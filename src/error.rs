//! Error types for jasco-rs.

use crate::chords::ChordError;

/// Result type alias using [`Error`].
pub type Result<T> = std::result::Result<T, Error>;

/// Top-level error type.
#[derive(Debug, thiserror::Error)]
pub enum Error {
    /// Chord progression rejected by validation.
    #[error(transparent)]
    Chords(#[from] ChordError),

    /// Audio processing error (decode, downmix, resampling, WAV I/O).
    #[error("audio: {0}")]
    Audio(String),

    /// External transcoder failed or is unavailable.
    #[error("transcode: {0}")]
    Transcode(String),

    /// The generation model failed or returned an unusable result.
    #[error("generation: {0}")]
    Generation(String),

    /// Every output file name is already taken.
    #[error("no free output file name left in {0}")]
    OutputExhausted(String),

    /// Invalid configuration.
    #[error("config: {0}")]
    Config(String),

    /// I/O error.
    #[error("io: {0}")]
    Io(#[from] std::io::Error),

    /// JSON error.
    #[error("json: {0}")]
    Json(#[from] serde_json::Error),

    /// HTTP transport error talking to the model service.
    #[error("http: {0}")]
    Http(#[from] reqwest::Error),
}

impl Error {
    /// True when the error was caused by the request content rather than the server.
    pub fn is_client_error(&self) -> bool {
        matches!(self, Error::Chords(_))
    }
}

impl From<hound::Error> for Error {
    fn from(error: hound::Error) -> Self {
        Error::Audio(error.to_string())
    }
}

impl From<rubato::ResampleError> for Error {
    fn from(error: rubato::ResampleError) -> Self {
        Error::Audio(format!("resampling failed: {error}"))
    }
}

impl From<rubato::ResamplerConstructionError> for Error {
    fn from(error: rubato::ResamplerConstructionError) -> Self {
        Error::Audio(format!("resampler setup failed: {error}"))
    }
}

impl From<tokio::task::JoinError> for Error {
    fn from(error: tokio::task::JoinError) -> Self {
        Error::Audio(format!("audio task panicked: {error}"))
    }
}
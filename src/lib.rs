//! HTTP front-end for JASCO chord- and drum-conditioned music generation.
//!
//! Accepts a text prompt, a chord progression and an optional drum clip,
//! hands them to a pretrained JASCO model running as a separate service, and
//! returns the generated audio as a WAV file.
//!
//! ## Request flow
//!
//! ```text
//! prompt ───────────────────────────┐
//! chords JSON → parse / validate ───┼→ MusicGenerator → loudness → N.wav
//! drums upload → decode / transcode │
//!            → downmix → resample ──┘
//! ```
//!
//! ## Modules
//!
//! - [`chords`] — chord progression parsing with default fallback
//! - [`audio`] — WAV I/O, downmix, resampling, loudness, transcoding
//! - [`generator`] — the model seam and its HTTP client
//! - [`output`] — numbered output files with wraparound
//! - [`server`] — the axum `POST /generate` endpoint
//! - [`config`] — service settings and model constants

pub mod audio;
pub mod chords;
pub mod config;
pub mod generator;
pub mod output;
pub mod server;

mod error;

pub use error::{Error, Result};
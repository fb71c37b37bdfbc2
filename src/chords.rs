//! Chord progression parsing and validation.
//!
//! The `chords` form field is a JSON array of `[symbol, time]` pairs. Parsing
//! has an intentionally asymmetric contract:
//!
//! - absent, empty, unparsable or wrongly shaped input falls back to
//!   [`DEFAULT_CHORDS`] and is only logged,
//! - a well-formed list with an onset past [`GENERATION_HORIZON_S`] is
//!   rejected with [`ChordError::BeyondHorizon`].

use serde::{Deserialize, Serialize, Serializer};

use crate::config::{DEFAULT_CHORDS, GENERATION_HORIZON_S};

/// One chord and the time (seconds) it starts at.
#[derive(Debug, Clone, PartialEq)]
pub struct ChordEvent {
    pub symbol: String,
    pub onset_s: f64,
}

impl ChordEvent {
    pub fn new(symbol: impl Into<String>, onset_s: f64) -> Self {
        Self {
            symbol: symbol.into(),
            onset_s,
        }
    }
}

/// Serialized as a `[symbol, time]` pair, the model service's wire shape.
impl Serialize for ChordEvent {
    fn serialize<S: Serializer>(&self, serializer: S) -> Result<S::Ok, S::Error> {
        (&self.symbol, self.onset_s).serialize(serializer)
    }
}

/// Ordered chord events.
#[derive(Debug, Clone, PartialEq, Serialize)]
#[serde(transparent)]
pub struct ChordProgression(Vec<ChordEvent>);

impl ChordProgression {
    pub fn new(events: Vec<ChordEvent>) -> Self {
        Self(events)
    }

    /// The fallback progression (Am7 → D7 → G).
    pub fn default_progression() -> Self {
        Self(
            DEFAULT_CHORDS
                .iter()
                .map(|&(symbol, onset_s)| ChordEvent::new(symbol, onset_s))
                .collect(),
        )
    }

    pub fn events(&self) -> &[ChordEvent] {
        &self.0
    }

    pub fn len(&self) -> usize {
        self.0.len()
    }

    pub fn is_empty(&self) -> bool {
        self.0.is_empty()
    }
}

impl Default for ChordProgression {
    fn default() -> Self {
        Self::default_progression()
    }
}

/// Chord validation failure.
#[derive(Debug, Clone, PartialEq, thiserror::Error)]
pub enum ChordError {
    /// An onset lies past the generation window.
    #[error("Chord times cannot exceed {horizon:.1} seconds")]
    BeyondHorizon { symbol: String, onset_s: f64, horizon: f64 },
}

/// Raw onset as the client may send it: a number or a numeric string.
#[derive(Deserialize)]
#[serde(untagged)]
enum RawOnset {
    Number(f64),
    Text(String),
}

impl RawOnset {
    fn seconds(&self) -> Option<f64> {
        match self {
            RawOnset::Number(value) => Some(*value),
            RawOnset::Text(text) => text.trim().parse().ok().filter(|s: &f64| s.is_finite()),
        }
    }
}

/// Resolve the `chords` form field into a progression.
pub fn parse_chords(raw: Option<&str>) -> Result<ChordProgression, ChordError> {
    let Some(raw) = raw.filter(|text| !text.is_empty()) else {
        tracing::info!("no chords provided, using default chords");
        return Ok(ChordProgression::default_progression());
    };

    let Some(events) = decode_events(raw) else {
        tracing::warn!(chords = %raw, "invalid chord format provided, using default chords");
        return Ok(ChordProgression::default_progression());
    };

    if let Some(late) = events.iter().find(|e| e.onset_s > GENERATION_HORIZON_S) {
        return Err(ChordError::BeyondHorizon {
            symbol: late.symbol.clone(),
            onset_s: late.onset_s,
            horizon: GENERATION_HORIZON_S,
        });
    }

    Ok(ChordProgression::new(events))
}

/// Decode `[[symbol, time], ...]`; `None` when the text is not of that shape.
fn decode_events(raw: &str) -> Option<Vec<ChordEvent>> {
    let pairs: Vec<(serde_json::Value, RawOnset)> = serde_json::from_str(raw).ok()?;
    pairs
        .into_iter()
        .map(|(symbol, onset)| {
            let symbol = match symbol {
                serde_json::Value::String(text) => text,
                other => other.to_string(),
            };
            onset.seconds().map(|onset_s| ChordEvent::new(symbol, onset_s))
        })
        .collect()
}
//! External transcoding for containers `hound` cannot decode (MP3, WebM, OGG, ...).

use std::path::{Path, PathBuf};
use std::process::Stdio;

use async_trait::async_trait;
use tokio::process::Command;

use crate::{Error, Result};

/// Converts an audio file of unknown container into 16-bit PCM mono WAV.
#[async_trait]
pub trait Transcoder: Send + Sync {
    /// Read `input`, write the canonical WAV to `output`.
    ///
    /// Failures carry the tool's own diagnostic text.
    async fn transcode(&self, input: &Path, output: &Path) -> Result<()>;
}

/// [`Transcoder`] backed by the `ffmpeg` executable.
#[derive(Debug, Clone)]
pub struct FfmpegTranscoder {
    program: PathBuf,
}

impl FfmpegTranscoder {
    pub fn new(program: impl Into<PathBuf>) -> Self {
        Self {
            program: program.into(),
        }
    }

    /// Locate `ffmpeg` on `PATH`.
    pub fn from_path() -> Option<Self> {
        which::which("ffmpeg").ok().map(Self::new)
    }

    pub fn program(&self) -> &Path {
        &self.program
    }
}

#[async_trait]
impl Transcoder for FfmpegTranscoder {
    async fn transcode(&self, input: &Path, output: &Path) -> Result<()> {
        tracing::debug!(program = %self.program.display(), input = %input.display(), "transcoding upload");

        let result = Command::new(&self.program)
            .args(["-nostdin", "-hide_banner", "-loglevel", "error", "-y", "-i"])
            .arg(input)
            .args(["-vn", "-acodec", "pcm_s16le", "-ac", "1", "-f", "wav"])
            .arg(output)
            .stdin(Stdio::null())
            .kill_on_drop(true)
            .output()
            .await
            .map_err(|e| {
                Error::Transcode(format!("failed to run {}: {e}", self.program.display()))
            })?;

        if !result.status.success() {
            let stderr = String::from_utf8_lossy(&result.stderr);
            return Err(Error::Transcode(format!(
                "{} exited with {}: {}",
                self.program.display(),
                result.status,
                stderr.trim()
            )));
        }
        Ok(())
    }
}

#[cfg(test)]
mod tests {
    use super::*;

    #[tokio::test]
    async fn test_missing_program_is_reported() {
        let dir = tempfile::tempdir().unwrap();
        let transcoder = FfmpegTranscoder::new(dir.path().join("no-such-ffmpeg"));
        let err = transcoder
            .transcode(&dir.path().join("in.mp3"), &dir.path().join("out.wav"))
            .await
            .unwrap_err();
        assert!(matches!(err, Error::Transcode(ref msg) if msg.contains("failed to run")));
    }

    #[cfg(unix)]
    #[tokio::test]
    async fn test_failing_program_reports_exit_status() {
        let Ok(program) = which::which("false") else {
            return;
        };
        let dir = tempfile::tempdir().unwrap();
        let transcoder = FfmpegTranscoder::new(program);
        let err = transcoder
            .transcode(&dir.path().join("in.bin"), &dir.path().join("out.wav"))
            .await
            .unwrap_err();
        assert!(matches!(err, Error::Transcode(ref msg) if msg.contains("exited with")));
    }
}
-----
Return every line of the listing above that contains "hound".

*Task answer*:
impl From<hound::Error> for Error {
    fn from(error: hound::Error) -> Self {
//! External transcoding for containers `hound` cannot decode (MP3, WebM, OGG, ...).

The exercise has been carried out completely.